Readers have told us for years that they don't have time to read the whole paper. A sorry excuse, we respond; look at all we do for you? If we could, we'd give you even more to read, and you darn well better be grateful. After all, everyone we know reads the New York Times. Does anyone we know ever say the New York Times should be smaller?

Something else that crossed my desk, a from-the-right evisceration of Howard Eskin. Instapunk wrote of WIP-AM's Wolfman:

Eskin's only real expertise is in-depth knowledge of Philadelphia's teams and their histories. This he gets from being a born Philadelphian (nobody can mangle the pronunciation of the letter "P" -- as in 'WIP' -- like a Philly native). He also has learned the mysterious feature of talk radio Phil Hendrie has exploited to become a cult phenomenon. The people who call in to a radio show are a tiny subset of those who listen, and the callers will keep calling and keep being as stupid as you dare them to be. Eskin's bread-and-butter fans would never call him because his whole shtick is torturing callers for the entertainment of those who listen for the easy pleasure of feeling smart; i.e., smarter than the tireless victims who don't ever get the joke. Unlike Hendrie's application of this principle, which is creative, funny, and sometimes inspired, Eskin's exploitation of dim bulbs is akin to masturbation. His whole act is designed to solicit calls only from the dumbest rocks in the box, and putting them down strokes his own insecure ego on a continuous basis.
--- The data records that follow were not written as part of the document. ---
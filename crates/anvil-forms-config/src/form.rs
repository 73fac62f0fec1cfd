//! Form definitions.
//!
//! [`FormsConfig`] is the parsed set of form declarations from the host's
//! configuration. Handler names resolve to the closed [`HandlerKind`] enum
//! at load time, and [`FormsConfig::validate`] checks that every declared
//! handler has the target configuration it needs — a misdeclared form fails
//! when configuration loads, not when a visitor submits.

use std::collections::{BTreeMap, BTreeSet};
use std::path::Path;

use serde::{Deserialize, Serialize};

use anvil_forms_choices::{ChoiceParams, ChoiceSource};
use anvil_forms_core::{FormsError, FormsResult};

use crate::constraints::ConstraintOptions;
use crate::fields::FieldType;

/// The closed set of submission handlers a form may declare.
#[derive(Debug, Clone, Copy, PartialEq, Eq, PartialOrd, Ord, Serialize, Deserialize)]
#[serde(rename_all = "lowercase")]
pub enum HandlerKind {
    /// Create a typed content record from the submission.
    Content,
    /// Insert a row into a database table.
    Database,
    /// Queue a notification email.
    Email,
    /// Redirect the visitor after a successful submission.
    Redirect,
    /// Store uploaded files.
    Upload,
}

impl HandlerKind {
    /// Returns the configuration name of this handler.
    pub const fn as_str(&self) -> &'static str {
        match self {
            Self::Content => "content",
            Self::Database => "database",
            Self::Email => "email",
            Self::Redirect => "redirect",
            Self::Upload => "upload",
        }
    }
}

impl std::fmt::Display for HandlerKind {
    fn fmt(&self, f: &mut std::fmt::Formatter<'_>) -> std::fmt::Result {
        write!(f, "{}", self.as_str())
    }
}

/// The full set of form declarations.
#[derive(Debug, Clone, Default, Deserialize)]
pub struct FormsConfig {
    /// Declared forms, keyed by form name.
    #[serde(default)]
    pub forms: BTreeMap<String, FormConfig>,
}

impl FormsConfig {
    /// Parses and validates form declarations from a TOML string.
    pub fn from_toml_str(toml_str: &str) -> FormsResult<Self> {
        let config: Self = toml::from_str(toml_str).map_err(|e| {
            FormsError::Configuration(format!("Failed to parse forms configuration: {e}"))
        })?;
        config.validate()?;
        Ok(config)
    }

    /// Parses and validates form declarations from a TOML file.
    pub fn from_toml_file(path: impl AsRef<Path>) -> FormsResult<Self> {
        let content = std::fs::read_to_string(path.as_ref()).map_err(|e| {
            FormsError::Configuration(format!(
                "Failed to read forms configuration '{}': {e}",
                path.as_ref().display()
            ))
        })?;
        Self::from_toml_str(&content)
    }

    /// Returns the configuration of the named form.
    pub fn get(&self, form_name: &str) -> Option<&FormConfig> {
        self.forms.get(form_name)
    }

    /// Returns the declared form names.
    pub fn form_names(&self) -> Vec<&str> {
        self.forms.keys().map(String::as_str).collect()
    }

    /// Checks cross-references: every declared handler must have the target
    /// configuration it acts on, and field names must be unique.
    pub fn validate(&self) -> FormsResult<()> {
        for (name, form) in &self.forms {
            form.validate(name)?;
        }
        Ok(())
    }
}

/// One form's declaration.
#[derive(Debug, Clone, Default, Deserialize)]
pub struct FormConfig {
    /// The handlers to dispatch a valid submission to.
    #[serde(default)]
    pub handlers: Vec<HandlerKind>,
    /// The form's fields, in declaration order.
    #[serde(default)]
    pub fields: Vec<FieldConfig>,
    /// Email notification target (required by the `email` handler).
    #[serde(default)]
    pub notification: Option<NotificationConfig>,
    /// Database table target (required by the `database` handler).
    #[serde(default)]
    pub database: Option<DatabaseTarget>,
    /// Content record target (required by the `content` handler).
    #[serde(default)]
    pub content: Option<ContentTarget>,
    /// Redirect target (required by the `redirect` handler).
    #[serde(default)]
    pub redirect: Option<RedirectTarget>,
    /// Upload policy (required by the `upload` handler).
    #[serde(default)]
    pub uploads: Option<UploadPolicy>,
    /// Feedback message overrides.
    #[serde(default)]
    pub feedback: FeedbackMessages,
}

impl FormConfig {
    /// Returns the named field's configuration.
    pub fn field(&self, field_name: &str) -> Option<&FieldConfig> {
        self.fields.iter().find(|f| f.name == field_name)
    }

    /// Returns `true` if the form declares the given handler.
    pub fn declares(&self, kind: HandlerKind) -> bool {
        self.handlers.contains(&kind)
    }

    fn validate(&self, form_name: &str) -> FormsResult<()> {
        if self.fields.is_empty() {
            return Err(FormsError::Configuration(format!(
                "Form '{form_name}' declares no fields"
            )));
        }

        let mut seen = BTreeSet::new();
        for field in &self.fields {
            if !seen.insert(field.name.as_str()) {
                return Err(FormsError::Configuration(format!(
                    "Form '{form_name}' declares field '{}' more than once",
                    field.name
                )));
            }
        }

        let require = |present: bool, kind: HandlerKind, section: &str| {
            if present {
                Ok(())
            } else {
                Err(FormsError::Configuration(format!(
                    "Form '{form_name}' declares the '{kind}' handler but has no [{section}] section"
                )))
            }
        };

        for kind in &self.handlers {
            match kind {
                HandlerKind::Content => require(self.content.is_some(), *kind, "content")?,
                HandlerKind::Database => require(self.database.is_some(), *kind, "database")?,
                HandlerKind::Email => require(self.notification.is_some(), *kind, "notification")?,
                HandlerKind::Redirect => require(self.redirect.is_some(), *kind, "redirect")?,
                HandlerKind::Upload => require(self.uploads.is_some(), *kind, "uploads")?,
            }
        }

        if let Some(notification) = &self.notification {
            if notification.to.is_empty() {
                return Err(FormsError::Configuration(format!(
                    "Form '{form_name}' has a notification with no recipients"
                )));
            }
        }

        if let Some(redirect) = &self.redirect {
            redirect.validate(form_name)?;
        }

        Ok(())
    }
}

/// One field's declaration.
#[derive(Debug, Clone, Deserialize)]
pub struct FieldConfig {
    /// The field name (submission key).
    pub name: String,
    /// The field type.
    #[serde(rename = "type")]
    pub field_type: FieldType,
    /// Human-readable label.
    #[serde(default)]
    pub label: Option<String>,
    /// Whether the field must be filled in.
    #[serde(default = "default_true")]
    pub required: bool,
    /// Placeholder text.
    #[serde(default)]
    pub placeholder: Option<String>,
    /// Help text shown alongside the field.
    #[serde(default)]
    pub help: Option<String>,
    /// Default value used when an optional field is left empty.
    #[serde(default)]
    pub initial: Option<String>,
    /// Extra HTML attributes.
    #[serde(default)]
    pub attr: BTreeMap<String, String>,
    /// The choice source for `choice`-typed fields: a specification string,
    /// a plain list, or a value-to-label mapping.
    #[serde(default)]
    pub choices: Option<ChoicesEntry>,
    /// Resolver parameters, consumed during choice resolution.
    #[serde(default)]
    pub params: ChoiceParams,
    /// Constraint declarations.
    #[serde(default)]
    pub constraints: Option<ConstraintsEntry>,
}

impl FieldConfig {
    /// Creates a minimal field declaration, for tests and programmatic use.
    pub fn new(name: impl Into<String>, field_type: FieldType) -> Self {
        Self {
            name: name.into(),
            field_type,
            label: None,
            required: true,
            placeholder: None,
            help: None,
            initial: None,
            attr: BTreeMap::new(),
            choices: None,
            params: ChoiceParams::default(),
            constraints: None,
        }
    }
}

const fn default_true() -> bool {
    true
}

/// A field's `choices` configuration entry.
#[derive(Debug, Clone, PartialEq, Eq, Serialize, Deserialize)]
#[serde(untagged)]
pub enum ChoicesEntry {
    /// A specification string (`content::...`, `event`, or a static value).
    Spec(String),
    /// A plain list; each entry is both value and label.
    List(Vec<String>),
    /// A value-to-label mapping.
    Map(BTreeMap<String, String>),
}

impl ChoicesEntry {
    /// Converts this entry into the resolver input.
    pub fn to_source(&self) -> ChoiceSource {
        match self {
            Self::Spec(raw) => ChoiceSource::Spec(raw.clone()),
            Self::List(values) => ChoiceSource::Inline(
                values.iter().map(|v| (v.clone(), v.clone())).collect(),
            ),
            Self::Map(entries) => ChoiceSource::Inline(
                entries.iter().map(|(v, l)| (v.clone(), l.clone())).collect(),
            ),
        }
    }
}

/// A field's `constraints` configuration entry.
///
/// Either a single constraint name or a list of declarations. Both shapes
/// normalize to the same internal representation through
/// [`ConstraintsEntry::declarations`].
#[derive(Debug, Clone, Deserialize)]
#[serde(untagged)]
pub enum ConstraintsEntry {
    /// A single bare constraint name.
    Single(String),
    /// An ordered list of declarations.
    List(Vec<ConstraintDecl>),
}

/// One constraint declaration within a list.
#[derive(Debug, Clone, Deserialize)]
#[serde(untagged)]
pub enum ConstraintDecl {
    /// A bare name with default options.
    Name(String),
    /// A name-to-options mapping (typically single-key).
    WithOptions(BTreeMap<String, ConstraintOptions>),
}

impl ConstraintsEntry {
    /// Normalizes the entry into ordered `(name, options)` declarations.
    pub fn declarations(&self) -> Vec<(String, ConstraintOptions)> {
        match self {
            Self::Single(name) => vec![(name.clone(), ConstraintOptions::default())],
            Self::List(decls) => decls
                .iter()
                .flat_map(|decl| match decl {
                    ConstraintDecl::Name(name) => {
                        vec![(name.clone(), ConstraintOptions::default())]
                    }
                    ConstraintDecl::WithOptions(map) => {
                        map.iter().map(|(k, v)| (k.clone(), v.clone())).collect()
                    }
                })
                .collect(),
        }
    }
}

/// Email notification target for the `email` handler.
#[derive(Debug, Clone, Deserialize)]
pub struct NotificationConfig {
    /// Sender override; the extension-wide `from_email` applies otherwise.
    #[serde(default)]
    pub from: Option<String>,
    /// Recipients.
    pub to: Vec<String>,
    /// CC recipients.
    #[serde(default)]
    pub cc: Vec<String>,
    /// BCC recipients.
    #[serde(default)]
    pub bcc: Vec<String>,
    /// Reply-to address, or the name of a submitted field to read it from.
    #[serde(default)]
    pub reply_to: Option<String>,
    /// Subject template (inline, rendered with the submission context).
    #[serde(default = "default_subject")]
    pub subject: String,
    /// Body template name under the templates directory; a built-in
    /// plain-text listing is used when absent.
    #[serde(default)]
    pub template: Option<String>,
}

fn default_subject() -> String {
    "New {{ form }} submission".to_string()
}

/// Database table target for the `database` handler.
#[derive(Debug, Clone, Deserialize)]
pub struct DatabaseTarget {
    /// The table submissions are inserted into.
    pub table: String,
}

/// Content record target for the `content` handler.
#[derive(Debug, Clone, Deserialize)]
pub struct ContentTarget {
    /// The content type new records are created as.
    pub content_type: String,
}

/// Redirect target for the `redirect` handler.
#[derive(Debug, Clone, Default, Deserialize)]
pub struct RedirectTarget {
    /// A literal URL to redirect to.
    #[serde(default)]
    pub url: Option<String>,
    /// A named route to reverse.
    #[serde(default)]
    pub route: Option<String>,
    /// Parameters substituted into the route template.
    #[serde(default)]
    pub params: BTreeMap<String, String>,
}

impl RedirectTarget {
    fn validate(&self, form_name: &str) -> FormsResult<()> {
        match (&self.url, &self.route) {
            (Some(_), Some(_)) => Err(FormsError::Configuration(format!(
                "Form '{form_name}' redirect declares both a url and a route"
            ))),
            (None, None) => Err(FormsError::Configuration(format!(
                "Form '{form_name}' redirect declares neither a url nor a route"
            ))),
            _ => Ok(()),
        }
    }
}

/// Upload policy for the `upload` handler.
#[derive(Debug, Clone, Deserialize)]
pub struct UploadPolicy {
    /// Maximum file size in bytes.
    #[serde(default = "default_max_size")]
    pub max_size: usize,
    /// Allowed file extensions (lowercase, without dots). Empty allows any.
    #[serde(default)]
    pub allowed_extensions: Vec<String>,
}

impl Default for UploadPolicy {
    fn default() -> Self {
        Self {
            max_size: default_max_size(),
            allowed_extensions: Vec::new(),
        }
    }
}

const fn default_max_size() -> usize {
    2_621_440
}

/// Feedback messages pushed after processing.
#[derive(Debug, Clone, Deserialize)]
#[serde(default)]
pub struct FeedbackMessages {
    /// Message shown after a fully successful submission.
    pub success: String,
    /// Message shown when validation or a handler failed.
    pub error: String,
}

impl Default for FeedbackMessages {
    fn default() -> Self {
        Self {
            success: "Thank you, your submission was received.".to_string(),
            error: "Sorry, there was a problem with your submission.".to_string(),
        }
    }
}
Maybe you've read about the Seven Wonders of the World we've just picked by Internet vote. Counterpunch wonders whether we really ought to be recognizing a "monument to death."

Finally, a five-year-old article from the Stanford Daily about "the truer sound" of Uncle Tupelo. And speaking of great, gone bands, a Trip Shakespeare page with concert footage and promotional goodies.

Mark
Posted 07/10/2007 02:28:19 PM
Welcome back!
daniel rubin
Posted 07/10/2007 03:22:33 PM
finding the time between the lines of copy.